You are viewing a plain text version of this content. The canonical link for it is here.
Posted to commits@inlong.apache.org by do...@apache.org on 2022/08/31 11:06:21 UTC

[inlong] 02/02: [INLONG-5754][Sort] Fix Pulsar connecotr deserialize complex format with multiple data will cause data loss (#5755)

This is an automated email from the ASF dual-hosted git repository.
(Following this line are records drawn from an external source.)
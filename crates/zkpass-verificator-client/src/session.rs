//! Verification session lifecycle.
//!
//! One [`VerificationSession`] owns one verification attempt:
//!
//! ```text
//! RequestInitiated -> VerificationRequested -> Verified | Error
//! ```
//!
//! A single spawned task drives the whole lifecycle — request the link,
//! surface it, then poll status on an interval until a terminal state,
//! fetching the proof on success. Exactly one poll is ever outstanding:
//! the task is a sequential loop, so no two status checks for the same
//! session can race, and transitions apply in resolution order.
//!
//! Teardown flips a watch-channel flag that every suspension point races
//! against; a response already in flight when the session is torn down is
//! discarded when it resolves, and no event fires afterward.

use std::time::Duration;

use tokio::sync::{mpsc, watch};
use url::Url;

use crate::error::VerificatorError;
use crate::types::{VerificationOptions, VerificationStatus, ZkProof};
use crate::verification::VerificatorClient;

/// Session tuning knobs.
#[derive(Debug, Clone)]
pub struct SessionConfig {
    /// Interval between status polls.
    pub polling_interval: Duration,
}

impl Default for SessionConfig {
    fn default() -> Self {
        Self {
            polling_interval: Duration::from_millis(5000),
        }
    }
}

/// Terminal failures of a verification session, delivered at most once.
#[derive(Debug, thiserror::Error)]
pub enum SessionError {
    /// The verification-link request failed; no polling was started.
    #[error("verification link request failed: {0}")]
    LinkRequest(#[source] VerificatorError),

    /// A status poll failed. Terminal — a persistent backend outage must
    /// not be masked as a silent hang.
    #[error("status poll failed: {0}")]
    Poll(#[source] VerificatorError),

    /// The proof fetch after a `verified` status failed.
    #[error("proof fetch failed: {0}")]
    ProofFetch(#[source] VerificatorError),

    /// The service reported `failed_verification`.
    #[error("proof verification failed")]
    VerificationFailed,

    /// The service reported `uniqueness_check_failed`.
    #[error("uniqueness check failed")]
    UniquenessCheckFailed,

    /// The service reported `verified` but returned no proof. Terminal —
    /// retrying a supposedly-terminal status risks an unbounded loop.
    #[error("service reported verified but returned no proof")]
    ProofMissing,
}

/// Events emitted by a session, in order. `Verified` and `Failed` are
/// terminal: exactly one of them fires per session, after which the
/// event stream ends.
#[derive(Debug)]
pub enum SessionEvent {
    /// The verification link was obtained; present this URL to the
    /// holder (QR code / deep link).
    LinkReady {
        /// The proof-request deep link.
        proof_request_url: Url,
    },
    /// The holder produced a proof and the service verified it.
    Verified {
        /// The verified proof.
        proof: Box<ZkProof>,
    },
    /// The session ended in error.
    Failed {
        /// What went wrong.
        error: SessionError,
    },
}

/// Handle to one running verification session.
///
/// Dropping the handle tears the session down.
#[derive(Debug)]
pub struct VerificationSession {
    request_id: String,
    events: mpsc::UnboundedReceiver<SessionEvent>,
    cancel: watch::Sender<bool>,
    task: tokio::task::JoinHandle<()>,
}

impl VerificationSession {
    /// Start a session: spawns the lifecycle task and returns its handle.
    pub fn start(
        client: VerificatorClient,
        request_id: impl Into<String>,
        options: VerificationOptions,
        config: SessionConfig,
    ) -> Self {
        let request_id = request_id.into();
        let (events_tx, events_rx) = mpsc::unbounded_channel();
        let (cancel_tx, cancel_rx) = watch::channel(false);

        let task = tokio::spawn(run_session(
            client,
            request_id.clone(),
            options,
            config,
            events_tx,
            cancel_rx,
        ));

        Self {
            request_id,
            events: events_rx,
            cancel: cancel_tx,
            task,
        }
    }

    /// The caller-supplied request identifier this session polls for.
    pub fn request_id(&self) -> &str {
        &self.request_id
    }

    /// Receive the next session event. Returns `None` once the session
    /// has ended (terminal event consumed, or torn down).
    pub async fn next_event(&mut self) -> Option<SessionEvent> {
        self.events.recv().await
    }

    /// Receive an already-delivered event without waiting.
    pub fn try_next_event(&mut self) -> Option<SessionEvent> {
        self.events.try_recv().ok()
    }

    /// Tear the session down: cancels any outstanding scheduled poll.
    /// A response already on the wire is discarded when it resolves; no
    /// event fires after this returns.
    pub fn teardown(&self) {
        let _ = self.cancel.send(true);
    }
}

impl Drop for VerificationSession {
    fn drop(&mut self) {
        let _ = self.cancel.send(true);
        self.task.abort();
    }
}

/// Race a future against session cancellation. `None` means the session
/// was torn down and the future's result must be discarded.
async fn until_cancelled<T>(
    cancel: &mut watch::Receiver<bool>,
    fut: impl std::future::Future<Output = T>,
) -> Option<T> {
    tokio::select! {
        // Resolves on teardown, or if the session handle was dropped.
        _ = cancel.wait_for(|&cancelled| cancelled) => None,
        out = fut => Some(out),
    }
}

async fn run_session(
    client: VerificatorClient,
    request_id: String,
    options: VerificationOptions,
    config: SessionConfig,
    events: mpsc::UnboundedSender<SessionEvent>,
    mut cancel: watch::Receiver<bool>,
) {
    // RequestInitiated -> VerificationRequested | Error
    let link_request = client.request_verification_link(&request_id, &options);
    let proof_request_url = match until_cancelled(&mut cancel, link_request).await {
        None => return,
        Some(Ok(url)) => url,
        Some(Err(e)) => {
            tracing::warn!(request_id, error = %e, "verification link request failed");
            let _ = events.send(SessionEvent::Failed {
                error: SessionError::LinkRequest(e),
            });
            return;
        }
    };

    tracing::info!(request_id, "verification requested");
    let _ = events.send(SessionEvent::LinkReady { proof_request_url });

    // VerificationRequested -> Verified | Error, polling on an interval.
    loop {
        let wait = tokio::time::sleep(config.polling_interval);
        if until_cancelled(&mut cancel, wait).await.is_none() {
            return;
        }

        let poll = client.verification_status(&request_id);
        let status = match until_cancelled(&mut cancel, poll).await {
            None => return,
            Some(Ok(status)) => status,
            Some(Err(e)) => {
                tracing::warn!(request_id, error = %e, "status poll failed");
                let _ = events.send(SessionEvent::Failed {
                    error: SessionError::Poll(e),
                });
                return;
            }
        };

        match status {
            VerificationStatus::NotVerified | VerificationStatus::Unknown => {
                tracing::debug!(request_id, %status, "not verified yet, rescheduling poll");
            }
            VerificationStatus::FailedVerification => {
                let _ = events.send(SessionEvent::Failed {
                    error: SessionError::VerificationFailed,
                });
                return;
            }
            VerificationStatus::UniquenessCheckFailed => {
                let _ = events.send(SessionEvent::Failed {
                    error: SessionError::UniquenessCheckFailed,
                });
                return;
            }
            VerificationStatus::Verified => {
                let fetch = client.verified_proof(&request_id);
                match until_cancelled(&mut cancel, fetch).await {
                    None => return,
                    Some(Ok(Some(proof))) => {
                        tracing::info!(request_id, "proof verified");
                        let _ = events.send(SessionEvent::Verified {
                            proof: Box::new(proof),
                        });
                    }
                    Some(Ok(None)) => {
                        tracing::warn!(request_id, "status verified but proof absent");
                        let _ = events.send(SessionEvent::Failed {
                            error: SessionError::ProofMissing,
                        });
                    }
                    Some(Err(e)) => {
                        let _ = events.send(SessionEvent::Failed {
                            error: SessionError::ProofFetch(e),
                        });
                    }
                }
                return;
            }
        }
    }
}
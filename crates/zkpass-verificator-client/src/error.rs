//! Verificator service client error types.

/// Errors from verificator service calls.
#[derive(Debug, thiserror::Error)]
pub enum VerificatorError {
    /// HTTP transport error.
    #[error("HTTP error calling {endpoint}: {source}")]
    Http {
        /// The logical operation, e.g. `GET /verification-status/{id}`.
        endpoint: String,
        /// The underlying transport failure.
        source: reqwest::Error,
    },

    /// The verificator service returned a non-2xx status.
    #[error("verificator {endpoint} returned {status}: {body}")]
    Api {
        /// The logical operation.
        endpoint: String,
        /// HTTP status code.
        status: u16,
        /// Response body excerpt for diagnostics.
        body: String,
    },

    /// Response deserialization failed.
    #[error("failed to deserialize response from {endpoint}: {source}")]
    Deserialization {
        /// The logical operation.
        endpoint: String,
        /// The underlying decode failure.
        source: reqwest::Error,
    },
}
dockerzhang pushed a commit to branch release-1.3.0
in repository https://gitbox.apache.org/repos/asf/inlong.git

commit d20a0ae69309e6c1045cacb04a16a628c941350c
Author: thesumery <10...@users.noreply.github.com>
AuthorDate: Wed Aug 31 19:04:56 2022 +0800

    [INLONG-5754][Sort] Fix Pulsar connecotr deserialize complex format with multiple data will cause data loss (#5755)
    
    Co-authored-by: thesumery <15...@qq.com>
---
 .../sort/pulsar/withoutadmin/PulsarFetcher.java    |  6 ++--
 .../sort/pulsar/withoutadmin/ReaderThread.java     | 42 +++++++++++++++++++---
 .../inlongmsg/InLongMsgDeserializationSchema.java  |  2 ++
 3 files changed, 44 insertions(+), 6 deletions(-)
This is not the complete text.